- Your task
Return each line below holding the string "means".

- Data in this exercise
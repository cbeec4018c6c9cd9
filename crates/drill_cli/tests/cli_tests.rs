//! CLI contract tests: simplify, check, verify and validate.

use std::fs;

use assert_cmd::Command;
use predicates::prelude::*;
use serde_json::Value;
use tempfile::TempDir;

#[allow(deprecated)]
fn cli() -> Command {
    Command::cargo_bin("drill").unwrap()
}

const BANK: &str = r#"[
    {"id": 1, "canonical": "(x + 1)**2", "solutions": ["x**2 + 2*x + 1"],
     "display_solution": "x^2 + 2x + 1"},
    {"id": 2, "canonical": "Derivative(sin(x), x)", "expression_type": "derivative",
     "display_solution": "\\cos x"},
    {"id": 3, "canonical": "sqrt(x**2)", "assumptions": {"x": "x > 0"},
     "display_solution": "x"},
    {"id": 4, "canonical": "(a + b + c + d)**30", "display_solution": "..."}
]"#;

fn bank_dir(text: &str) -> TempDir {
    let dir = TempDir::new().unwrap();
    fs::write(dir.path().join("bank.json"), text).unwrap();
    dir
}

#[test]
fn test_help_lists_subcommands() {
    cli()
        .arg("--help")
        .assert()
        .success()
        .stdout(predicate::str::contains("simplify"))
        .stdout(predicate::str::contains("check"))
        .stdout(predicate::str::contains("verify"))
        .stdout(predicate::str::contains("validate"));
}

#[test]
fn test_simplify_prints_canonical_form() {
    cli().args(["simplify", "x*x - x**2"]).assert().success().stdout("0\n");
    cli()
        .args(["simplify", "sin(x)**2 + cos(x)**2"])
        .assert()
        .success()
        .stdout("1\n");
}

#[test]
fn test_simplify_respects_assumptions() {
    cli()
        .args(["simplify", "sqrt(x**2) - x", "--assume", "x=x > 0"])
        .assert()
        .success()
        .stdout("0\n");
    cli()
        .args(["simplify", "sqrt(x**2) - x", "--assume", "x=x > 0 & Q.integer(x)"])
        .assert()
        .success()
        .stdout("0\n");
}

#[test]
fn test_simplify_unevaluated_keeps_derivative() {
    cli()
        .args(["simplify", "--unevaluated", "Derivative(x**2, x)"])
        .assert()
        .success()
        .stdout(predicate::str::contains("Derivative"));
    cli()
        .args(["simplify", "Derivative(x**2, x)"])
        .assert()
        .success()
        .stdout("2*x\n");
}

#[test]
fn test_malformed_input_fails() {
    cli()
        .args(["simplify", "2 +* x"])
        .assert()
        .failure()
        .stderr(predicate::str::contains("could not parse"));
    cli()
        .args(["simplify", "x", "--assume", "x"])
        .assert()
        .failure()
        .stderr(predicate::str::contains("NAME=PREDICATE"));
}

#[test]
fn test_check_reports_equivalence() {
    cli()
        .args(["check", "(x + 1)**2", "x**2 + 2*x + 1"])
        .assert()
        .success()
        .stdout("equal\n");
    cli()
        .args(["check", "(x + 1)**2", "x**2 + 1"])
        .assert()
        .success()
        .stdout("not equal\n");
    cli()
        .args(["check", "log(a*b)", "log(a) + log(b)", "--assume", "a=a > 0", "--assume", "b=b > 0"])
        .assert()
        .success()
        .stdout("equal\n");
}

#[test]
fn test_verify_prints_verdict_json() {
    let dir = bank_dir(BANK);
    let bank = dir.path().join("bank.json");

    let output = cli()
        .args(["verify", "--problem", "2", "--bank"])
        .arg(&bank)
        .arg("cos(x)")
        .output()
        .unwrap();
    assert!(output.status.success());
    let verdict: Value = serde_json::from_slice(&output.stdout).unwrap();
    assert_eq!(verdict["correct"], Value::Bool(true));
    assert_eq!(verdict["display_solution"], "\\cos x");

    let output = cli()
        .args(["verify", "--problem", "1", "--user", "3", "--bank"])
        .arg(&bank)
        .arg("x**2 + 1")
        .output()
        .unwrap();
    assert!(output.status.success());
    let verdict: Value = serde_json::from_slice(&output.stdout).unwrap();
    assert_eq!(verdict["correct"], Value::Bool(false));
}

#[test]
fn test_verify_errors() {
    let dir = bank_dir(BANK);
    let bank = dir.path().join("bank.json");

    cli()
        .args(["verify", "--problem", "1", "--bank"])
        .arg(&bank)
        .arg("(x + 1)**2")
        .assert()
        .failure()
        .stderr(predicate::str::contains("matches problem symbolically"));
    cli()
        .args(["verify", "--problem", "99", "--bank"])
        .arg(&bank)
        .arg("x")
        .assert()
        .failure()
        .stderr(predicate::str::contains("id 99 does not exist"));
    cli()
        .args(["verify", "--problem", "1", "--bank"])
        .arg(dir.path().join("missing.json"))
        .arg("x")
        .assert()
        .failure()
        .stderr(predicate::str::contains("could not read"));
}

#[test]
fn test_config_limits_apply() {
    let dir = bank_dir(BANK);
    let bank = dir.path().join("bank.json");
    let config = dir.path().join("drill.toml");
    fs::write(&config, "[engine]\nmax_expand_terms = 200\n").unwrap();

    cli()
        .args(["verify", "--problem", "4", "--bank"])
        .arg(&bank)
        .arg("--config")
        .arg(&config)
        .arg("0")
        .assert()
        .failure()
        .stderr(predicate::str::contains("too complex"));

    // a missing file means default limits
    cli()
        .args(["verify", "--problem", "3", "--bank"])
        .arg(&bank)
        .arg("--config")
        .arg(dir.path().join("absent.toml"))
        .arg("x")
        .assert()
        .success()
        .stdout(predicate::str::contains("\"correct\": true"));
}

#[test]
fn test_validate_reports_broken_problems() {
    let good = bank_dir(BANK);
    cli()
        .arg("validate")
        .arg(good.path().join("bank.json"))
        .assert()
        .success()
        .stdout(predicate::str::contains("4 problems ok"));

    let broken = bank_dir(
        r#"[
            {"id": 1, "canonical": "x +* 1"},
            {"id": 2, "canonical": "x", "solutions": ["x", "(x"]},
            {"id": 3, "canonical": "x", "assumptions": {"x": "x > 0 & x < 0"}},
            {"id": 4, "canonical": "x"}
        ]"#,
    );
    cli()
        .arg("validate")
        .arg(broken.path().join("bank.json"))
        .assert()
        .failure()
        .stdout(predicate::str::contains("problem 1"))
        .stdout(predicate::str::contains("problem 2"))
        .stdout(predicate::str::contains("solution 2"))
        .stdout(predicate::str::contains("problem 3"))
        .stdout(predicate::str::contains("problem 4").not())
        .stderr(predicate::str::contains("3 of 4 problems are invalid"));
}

---

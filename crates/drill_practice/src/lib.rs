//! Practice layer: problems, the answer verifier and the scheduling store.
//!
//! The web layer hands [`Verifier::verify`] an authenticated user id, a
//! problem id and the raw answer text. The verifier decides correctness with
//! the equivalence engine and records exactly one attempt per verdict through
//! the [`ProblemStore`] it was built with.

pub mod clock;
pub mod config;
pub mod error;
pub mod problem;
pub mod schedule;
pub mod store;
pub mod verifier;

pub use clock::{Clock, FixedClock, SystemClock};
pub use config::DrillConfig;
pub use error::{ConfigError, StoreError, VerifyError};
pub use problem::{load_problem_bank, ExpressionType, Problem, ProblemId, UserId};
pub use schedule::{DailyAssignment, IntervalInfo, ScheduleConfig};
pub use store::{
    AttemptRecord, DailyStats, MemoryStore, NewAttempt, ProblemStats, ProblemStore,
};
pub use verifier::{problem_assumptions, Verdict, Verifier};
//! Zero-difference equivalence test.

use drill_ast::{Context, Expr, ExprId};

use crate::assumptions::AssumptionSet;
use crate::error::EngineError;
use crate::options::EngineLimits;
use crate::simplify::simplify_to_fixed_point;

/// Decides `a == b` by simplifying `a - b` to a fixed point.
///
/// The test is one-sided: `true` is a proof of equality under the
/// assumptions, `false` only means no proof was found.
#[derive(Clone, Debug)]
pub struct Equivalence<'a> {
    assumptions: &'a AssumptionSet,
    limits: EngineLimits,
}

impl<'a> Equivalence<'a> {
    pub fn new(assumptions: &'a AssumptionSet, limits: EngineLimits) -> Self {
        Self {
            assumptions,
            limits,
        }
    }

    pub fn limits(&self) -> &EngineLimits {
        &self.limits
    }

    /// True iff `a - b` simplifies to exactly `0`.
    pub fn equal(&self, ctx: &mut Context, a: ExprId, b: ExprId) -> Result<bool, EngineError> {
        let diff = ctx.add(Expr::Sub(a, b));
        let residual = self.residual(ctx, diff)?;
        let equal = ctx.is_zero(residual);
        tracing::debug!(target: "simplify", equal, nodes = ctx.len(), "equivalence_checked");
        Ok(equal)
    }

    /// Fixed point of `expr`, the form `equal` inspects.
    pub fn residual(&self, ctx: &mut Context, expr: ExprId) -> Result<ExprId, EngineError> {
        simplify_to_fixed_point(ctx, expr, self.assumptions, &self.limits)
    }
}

...

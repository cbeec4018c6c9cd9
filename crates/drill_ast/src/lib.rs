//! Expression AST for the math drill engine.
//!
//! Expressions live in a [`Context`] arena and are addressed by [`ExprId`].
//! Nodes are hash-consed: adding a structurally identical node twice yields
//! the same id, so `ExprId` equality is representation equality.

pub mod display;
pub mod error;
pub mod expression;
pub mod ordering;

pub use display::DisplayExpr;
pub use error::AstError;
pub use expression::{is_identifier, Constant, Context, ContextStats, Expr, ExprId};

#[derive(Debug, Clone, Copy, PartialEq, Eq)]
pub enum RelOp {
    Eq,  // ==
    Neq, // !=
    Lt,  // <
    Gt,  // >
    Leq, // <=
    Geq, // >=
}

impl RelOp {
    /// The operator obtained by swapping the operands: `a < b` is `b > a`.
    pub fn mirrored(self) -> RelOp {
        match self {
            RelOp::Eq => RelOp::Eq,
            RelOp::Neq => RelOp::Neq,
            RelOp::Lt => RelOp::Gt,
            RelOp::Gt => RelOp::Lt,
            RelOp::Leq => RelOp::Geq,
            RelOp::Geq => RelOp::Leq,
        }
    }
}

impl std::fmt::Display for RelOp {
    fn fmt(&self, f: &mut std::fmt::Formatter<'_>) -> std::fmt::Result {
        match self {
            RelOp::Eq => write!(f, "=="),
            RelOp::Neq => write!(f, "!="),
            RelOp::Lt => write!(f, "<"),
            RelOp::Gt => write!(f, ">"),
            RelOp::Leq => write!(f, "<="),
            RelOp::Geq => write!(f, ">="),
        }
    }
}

- Reply
    // a missing file means default limits
/// assumptions, `false` only means no proof was found.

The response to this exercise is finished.